I think your intuition that the devil will be in the details here is spot on. At a base level "all" you need to do is decode->scene split->audio transcription->feature extraction->text parsing, but if you've got say a billion frames to process (5,000 - 10,000 hours of content depending on frame rate), you're in a world where 5ms to decompress each one and let the system make a call on whether to drop/keep it adds two months of compute overhead. Which is fine, you just run 30 cloud instances for two days and that part's done, but I like it as an example of how even just opening the files becomes a nontrivial job to think about. Things like converting NV12 to planar RGB without tanking overall performance also get interesting when you're locked to hardware decoders (use VALI, not decord or torchaudio - took a month of my life to nail down all the nuances around that one!), and you start needing to consider shifting the tensors over the PCIe bus as a meaningful part of your overhead if you're not going to use them.
At a high level, MERLOT or mPLUG-2 do a lot of what you're looking for out of the box - they're all-in-one multimodal models that operate across the visual, audio, and text content of video; the latter is closer to the cutting edge in terms of capability, but the former does have a fairly nice demo that should give you an idea of what's possible even with slightly older tech.
A more custom workflow could look like TransNet for scene splitting, BLIP2 on samples of frames for overall captions, Segment Anything for individual object extraction, WhisperX on the audio, and then dump the whole lot into Mixtral or FLAN-T5 for parsing into a human-usable search/query system. There are a ton of other decent options for any of those specific jobs, though, so don't take any of that as gospel - just a not-terrible suggestion for a set of tools that could make for a reasonable starting point!
For 1,000 hours of content, pretty much any approach would be fine. For a million hours, you'd need a serious budget, a research team, or ideally both. For the scale it sounds like you're in: large, but "production studio" large rather than "every user on the internet filming their breakfast" large, you can do this in reasonable time with one or two good people and a low five figure hardware budget.
Very happy to go deeper into this if you've got specific questions, but sadly the one I'm least equipped to answer is where you've got the best shot of finding someone who has both the time to lead tech on a project like this and existing knowledge of the issues to sidestep when doing it at scale.

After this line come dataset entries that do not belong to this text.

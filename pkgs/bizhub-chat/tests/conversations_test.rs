// Copyright 2024 BizHub Team.
//
// Comprehensive tests for ConversationRepository

mod common;

use bizhub_chat::{ChatError, ConversationRepository};
use bizhub_store::Transport;
use common::{CountingTransport, Fixture, CUSTOMER, OWNER};
use std::sync::Arc;

fn repo(fx: &Fixture, user: &str) -> ConversationRepository {
    ConversationRepository::new(Arc::new(fx.backend.clone()), user, 10)
}

#[tokio::test]
async fn test_list_shows_viewer_specific_names() {
    let fx = Fixture::new().await;
    fx.backend.directory().upsert_user("dana", "dana").await.unwrap();
    fx.backend
        .create_conversation(CUSTOMER, OWNER, Some(&fx.cafe.id))
        .await
        .unwrap();
    fx.backend
        .create_conversation("dana", OWNER, None)
        .await
        .unwrap();

    let owner_list = repo(&fx, OWNER).list_conversations().await;
    let mut names: Vec<_> = owner_list.iter().map(|c| c.display_name.as_str()).collect();
    names.sort();
    assert_eq!(names, vec!["Carl", "dana"]);
    let dana = owner_list.iter().find(|c| c.other_user_id == "dana").unwrap();
    assert_eq!(dana.initial, "D");
    assert_eq!(dana.business_id, None);

    let customer_list = repo(&fx, CUSTOMER).list_conversations().await;
    assert_eq!(customer_list.len(), 1);
    assert_eq!(customer_list[0].display_name, "Joe's Cafe");
    assert_eq!(customer_list[0].business_id.as_deref(), Some(fx.cafe.id.as_str()));

    assert!(repo(&fx, "stranger").list_conversations().await.is_empty());
}

#[tokio::test]
async fn test_list_orders_by_last_activity() {
    let fx = Fixture::new().await;
    let first = fx
        .backend
        .create_conversation(CUSTOMER, OWNER, None)
        .await
        .unwrap();
    let second = fx
        .backend
        .create_conversation(CUSTOMER, "dana", None)
        .await
        .unwrap();

    fx.backend
        .touch_conversation(&first.id, chrono::Utc::now() + chrono::Duration::minutes(1))
        .await
        .unwrap();

    let ids: Vec<_> = repo(&fx, CUSTOMER)
        .list_conversations()
        .await
        .into_iter()
        .map(|c| c.id)
        .collect();
    assert_eq!(ids, vec![first.id, second.id]);
}

#[tokio::test]
async fn test_open_conversation_is_idempotent() {
    let fx = Fixture::new().await;
    let customer = repo(&fx, CUSTOMER);
    let owner = repo(&fx, OWNER);

    let a = customer
        .open_conversation(OWNER, Some(&fx.cafe.id))
        .await
        .unwrap();
    let b = customer
        .open_conversation(OWNER, Some(&fx.cafe.id))
        .await
        .unwrap();
    let c = owner
        .open_conversation(CUSTOMER, Some(&fx.cafe.id))
        .await
        .unwrap();

    assert_eq!(a.id, b.id);
    assert_eq!(a.id, c.id);
    assert_eq!(customer.list_conversations().await.len(), 1);
}

#[tokio::test]
async fn test_racing_opens_yield_one_conversation() {
    let fx = Fixture::new().await;
    let customer = repo(&fx, CUSTOMER);
    let owner = repo(&fx, OWNER);
    let biz = fx.cafe.id.clone();

    let (a, b) = tokio::join!(
        customer.open_conversation(OWNER, Some(&biz)),
        owner.open_conversation(CUSTOMER, Some(&biz)),
    );

    assert_eq!(a.unwrap().id, b.unwrap().id);
    assert_eq!(customer.list_conversations().await.len(), 1);
}

#[tokio::test]
async fn test_open_conversation_rejects_bad_input() {
    let fx = Fixture::new().await;
    let counting = Arc::new(CountingTransport::new(fx.backend.clone()));
    let customer = ConversationRepository::new(counting.clone(), CUSTOMER, 10);

    assert!(matches!(
        customer.open_conversation(CUSTOMER, None).await,
        Err(ChatError::SelfConversation)
    ));
    assert!(matches!(
        customer.open_conversation("", None).await,
        Err(ChatError::InvalidInput(_))
    ));
    assert!(matches!(
        customer.open_conversation(OWNER, Some("")).await,
        Err(ChatError::InvalidInput(_))
    ));
    assert_eq!(counting.calls(), 0);
}

#[tokio::test]
async fn test_start_chat_with_business() {
    let fx = Fixture::new().await;

    let summary = repo(&fx, CUSTOMER)
        .start_chat_with_business(&fx.cafe.id)
        .await
        .unwrap();
    assert_eq!(summary.display_name, "Joe's Cafe");
    assert_eq!(summary.other_user_id, OWNER);

    let again = repo(&fx, CUSTOMER)
        .start_chat_with_business(&fx.cafe.id)
        .await
        .unwrap();
    assert_eq!(again.id, summary.id);

    assert!(matches!(
        repo(&fx, OWNER).start_chat_with_business(&fx.cafe.id).await,
        Err(ChatError::SelfConversation)
    ));
    assert!(matches!(
        repo(&fx, CUSTOMER).start_chat_with_business("missing").await,
        Err(ChatError::NotFound(_))
    ));
}

#[tokio::test]
async fn test_search_businesses() {
    let fx = Fixture::new().await;
    fx.backend
        .directory()
        .create_business("Cafe Luna", "someone")
        .await
        .unwrap();
    fx.backend
        .directory()
        .create_business("Bike Repair", "someone")
        .await
        .unwrap();

    let counting = Arc::new(CountingTransport::new(fx.backend.clone()));
    let customer = ConversationRepository::new(counting.clone(), CUSTOMER, 10);

    assert!(customer.search_businesses("   ").await.is_empty());
    assert_eq!(counting.calls(), 0);

    let mut names: Vec<_> = customer
        .search_businesses(" cafe ")
        .await
        .into_iter()
        .map(|b| b.name)
        .collect();
    names.sort();
    assert_eq!(names, vec!["Cafe Luna", "Joe's Cafe"]);
    assert_eq!(counting.calls(), 1);
}
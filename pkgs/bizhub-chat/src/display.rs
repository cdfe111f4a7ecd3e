//! Display identity of a conversation as seen by one participant

use bizhub_store::{ConversationRow, Participant};

const FALLBACK_NAME: &str = "User";

/// Who a conversation is "with", from the viewer's side
#[derive(Debug, Clone, PartialEq, Eq)]
pub struct DisplayIdentity {
    pub display_name: String,
    pub initial: String,
    pub other_user_id: String,
}

/// Resolve the display name, avatar initial and counterpart of `row` for
/// `current_user`.
///
/// With a business attached, the owner sees the customer's name and
/// everyone else sees the business name. Without one, the other
/// participant's name is shown. A missing or empty name falls back to
/// `"User"`.
pub fn resolve_display(row: &ConversationRow, current_user: &str) -> DisplayIdentity {
    let other = other_participant(row, current_user);

    let display_name = match &row.business {
        Some(business) if business.owner_id != current_user => business.name.clone(),
        _ => participant_name(other),
    };

    DisplayIdentity {
        initial: initial_of(&display_name),
        display_name,
        other_user_id: other.id.clone(),
    }
}

/// First character uppercased, `"?"` for an empty name
pub fn initial_of(name: &str) -> String {
    match name.chars().next() {
        Some(c) => c.to_uppercase().collect(),
        None => "?".to_string(),
    }
}

fn other_participant<'a>(row: &'a ConversationRow, current_user: &str) -> &'a Participant {
    if row.record.participant1_id == current_user {
        &row.participant2
    } else {
        &row.participant1
    }
}

fn participant_name(participant: &Participant) -> String {
    match participant.name.as_deref() {
        Some(name) if !name.is_empty() => name.to_string(),
        _ => FALLBACK_NAME.to_string(),
    }
}

#[cfg(test)]
mod tests {
    use super::*;
    use bizhub_store::{BusinessRef, ConversationRecord};
    use chrono::Utc;

    fn row(p1: (&str, Option<&str>), p2: (&str, Option<&str>), business: Option<BusinessRef>) -> ConversationRow {
        let now = Utc::now();
        ConversationRow {
            record: ConversationRecord {
                id: "c1".to_string(),
                participant1_id: p1.0.to_string(),
                participant2_id: p2.0.to_string(),
                business_id: business.as_ref().map(|b| b.id.clone()),
                last_message_at: now,
                created_at: now,
            },
            participant1: Participant {
                id: p1.0.to_string(),
                name: p1.1.map(str::to_string),
            },
            participant2: Participant {
                id: p2.0.to_string(),
                name: p2.1.map(str::to_string),
            },
            business,
        }
    }

    fn cafe() -> BusinessRef {
        BusinessRef {
            id: "biz-1".to_string(),
            name: "Joe's Cafe".to_string(),
            owner_id: "owner".to_string(),
        }
    }

    #[test]
    fn test_owner_sees_customer_name() {
        let r = row(("cust", Some("carl")), ("owner", Some("Olivia")), Some(cafe()));
        let id = resolve_display(&r, "owner");
        assert_eq!(id.display_name, "carl");
        assert_eq!(id.initial, "C");
        assert_eq!(id.other_user_id, "cust");
    }

    #[test]
    fn test_customer_sees_business_name() {
        let r = row(("cust", Some("Carl")), ("owner", Some("Olivia")), Some(cafe()));
        let id = resolve_display(&r, "cust");
        assert_eq!(id.display_name, "Joe's Cafe");
        assert_eq!(id.initial, "J");
        assert_eq!(id.other_user_id, "owner");
    }

    #[test]
    fn test_direct_chat_uses_other_name_in_either_order() {
        let r = row(("a", Some("Alice")), ("b", Some("Bob")), None);
        assert_eq!(resolve_display(&r, "a").display_name, "Bob");
        assert_eq!(resolve_display(&r, "b").display_name, "Alice");
    }

    #[test]
    fn test_missing_name_falls_back() {
        let r = row(("a", Some("Alice")), ("b", None), None);
        let id = resolve_display(&r, "a");
        assert_eq!(id.display_name, "User");
        assert_eq!(id.initial, "U");

        let owner_view = row(("cust", Some("")), ("owner", Some("Olivia")), Some(cafe()));
        assert_eq!(resolve_display(&owner_view, "owner").display_name, "User");
    }

    #[test]
    fn test_initial_of_empty_and_unicode() {
        assert_eq!(initial_of(""), "?");
        assert_eq!(initial_of("émile"), "É");
    }

    #[test]
    fn test_resolution_is_deterministic() {
        let r = row(("cust", Some("Carl")), ("owner", Some("Olivia")), Some(cafe()));
        assert_eq!(resolve_display(&r, "cust"), resolve_display(&r, "cust"));
    }
}
//! Typing debouncer - clears typing state after input goes idle

use std::time::Duration;
use tokio::task::JoinHandle;

use crate::realtime::TypingSignal;

/// Publishes `typing=true` on input and `typing=false` once no input has
/// arrived for the idle period
pub struct TypingDebouncer {
    idle: Duration,
    pending: Option<PendingIdle>,
}

/// A scheduled `typing=false` and what it will publish
struct PendingIdle {
    task: JoinHandle<()>,
    signal: TypingSignal,
    conversation_id: String,
}

impl TypingDebouncer {
    pub fn new(idle: Duration) -> Self {
        Self {
            idle,
            pending: None,
        }
    }

    /// Input happened in `conversation_id`
    pub fn on_input(&mut self, signal: TypingSignal, conversation_id: &str) {
        signal.send(true, conversation_id);
        self.cancel();

        let idle = self.idle;
        let timer_signal = signal.clone();
        let timer_conversation = conversation_id.to_string();
        let task = tokio::spawn(async move {
            tokio::time::sleep(idle).await;
            timer_signal.send(false, &timer_conversation);
        });

        self.pending = Some(PendingIdle {
            task,
            signal,
            conversation_id: conversation_id.to_string(),
        });
    }

    /// Publish the scheduled `typing=false` now. No-op when nothing is armed.
    pub fn flush(&mut self) {
        let Some(pending) = self.pending.take() else {
            return;
        };
        if pending.task.is_finished() {
            return;
        }

        pending.task.abort();
        pending.signal.send(false, &pending.conversation_id);
    }

    /// Disarm the idle timer without publishing anything
    pub fn cancel(&mut self) {
        if let Some(pending) = self.pending.take() {
            pending.task.abort();
        }
    }

    /// Whether a `typing=false` is still scheduled
    pub fn is_armed(&self) -> bool {
        self.pending
            .as_ref()
            .is_some_and(|pending| !pending.task.is_finished())
    }
}

impl Default for TypingDebouncer {
    fn default() -> Self {
        Self::new(Duration::from_secs(2))
    }
}

impl Drop for TypingDebouncer {
    fn drop(&mut self) {
        self.cancel();
    }
}
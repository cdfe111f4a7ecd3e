use sea_orm_migration::prelude::*;

#[derive(DeriveIden)]
enum Messages {
    Table,
    Id,
    ConversationId,
    SenderId,
    Content,
    Kind,
    Status,
    CreatedAt,
}

#[derive(DeriveIden)]
enum Conversations {
    Table,
    Id,
}

pub struct Migration;

impl MigrationName for Migration {
    fn name(&self) -> &str {
        "m20250201_000004_create_messages_table"
    }
}

#[async_trait::async_trait]
impl MigrationTrait for Migration {
    async fn up(&self, manager: &SchemaManager) -> Result<(), DbErr> {
        manager
            .create_table(
                Table::create()
                    .table(Messages::Table)
                    .if_not_exists()
                    .col(
                        ColumnDef::new(Messages::Id)
                            .string()
                            .not_null()
                            .primary_key(),
                    )
                    .col(ColumnDef::new(Messages::ConversationId).string().not_null())
                    .col(ColumnDef::new(Messages::SenderId).string().not_null())
                    .col(ColumnDef::new(Messages::Content).string().not_null())
                    .col(
                        ColumnDef::new(Messages::Kind)
                            .string()
                            .not_null()
                            .default("text"),
                    )
                    .col(
                        ColumnDef::new(Messages::Status)
                            .string()
                            .not_null()
                            .default("sent"),
                    )
                    .col(ColumnDef::new(Messages::CreatedAt).big_integer().not_null())
                    .foreign_key(
                        ForeignKey::create()
                            .name("fk_messages_conversation")
                            .from(Messages::Table, Messages::ConversationId)
                            .to(Conversations::Table, Conversations::Id),
                    )
                    .to_owned(),
            )
            .await?;

        manager
            .create_index(
                Index::create()
                    .if_not_exists()
                    .name("idx_messages_conversation_created")
                    .table(Messages::Table)
                    .col(Messages::ConversationId)
                    .col(Messages::CreatedAt)
                    .to_owned(),
            )
            .await
    }

    async fn down(&self, manager: &SchemaManager) -> Result<(), DbErr> {
        manager
            .drop_table(Table::drop().table(Messages::Table).to_owned())
            .await
    }
}
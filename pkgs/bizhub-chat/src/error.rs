//! Error types for chat operations

use bizhub_store::StoreError;
use thiserror::Error;

/// Errors surfaced by the chat subsystem
#[derive(Error, Debug)]
pub enum ChatError {
    #[error("Cannot start a conversation with yourself")]
    SelfConversation,
    #[error("Invalid input: {0}")]
    InvalidInput(String),
    #[error("No conversation is open")]
    NoActiveConversation,
    #[error("Not an image: {0}")]
    NotAnImage(String),
    #[error("Not found: {0}")]
    NotFound(String),
    #[error("Message send failed for conversation {0}")]
    SendFailed(String),
    #[error("Store error: {0}")]
    Store(#[from] StoreError),
}

pub type Result<T> = std::result::Result<T, ChatError>;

What's your budget and timeline for the project?
Budget: unknown, this is all scoping and reaching out to find out what the market looks like. Will we need to hire a specialist? A small company? Consultant? This is the main reason for throwing it out on Tildes, home of the bright and intelligent, rather than other platforms where I might be met by many snake oil salesmen.
Time line: could be all year. There's no specific time to get this off the ground at this time. We're compiling the masters library by hand right now because a lot of it was never indexed correctly. It's finally landed with the IT department after going through three others who absolutely made a hash of it. Who creates thousands of videos but doesn't log any information about them and then scatters them all over the place willy nilly?
So you want to have:
Yes and pretty much. However, if we can get the data out to something sensible the latter part is easy enough to build as an old school DB. We could go as simple as PHP/Maria at that point with a sprinkling of js.
Getting the metadata is the fun part.
I have no particular expertise here, but the first thing I'd ask is how good your search engine is and how easily it can be improved. Generating transcripts might be a good way of gathering data for the search engine.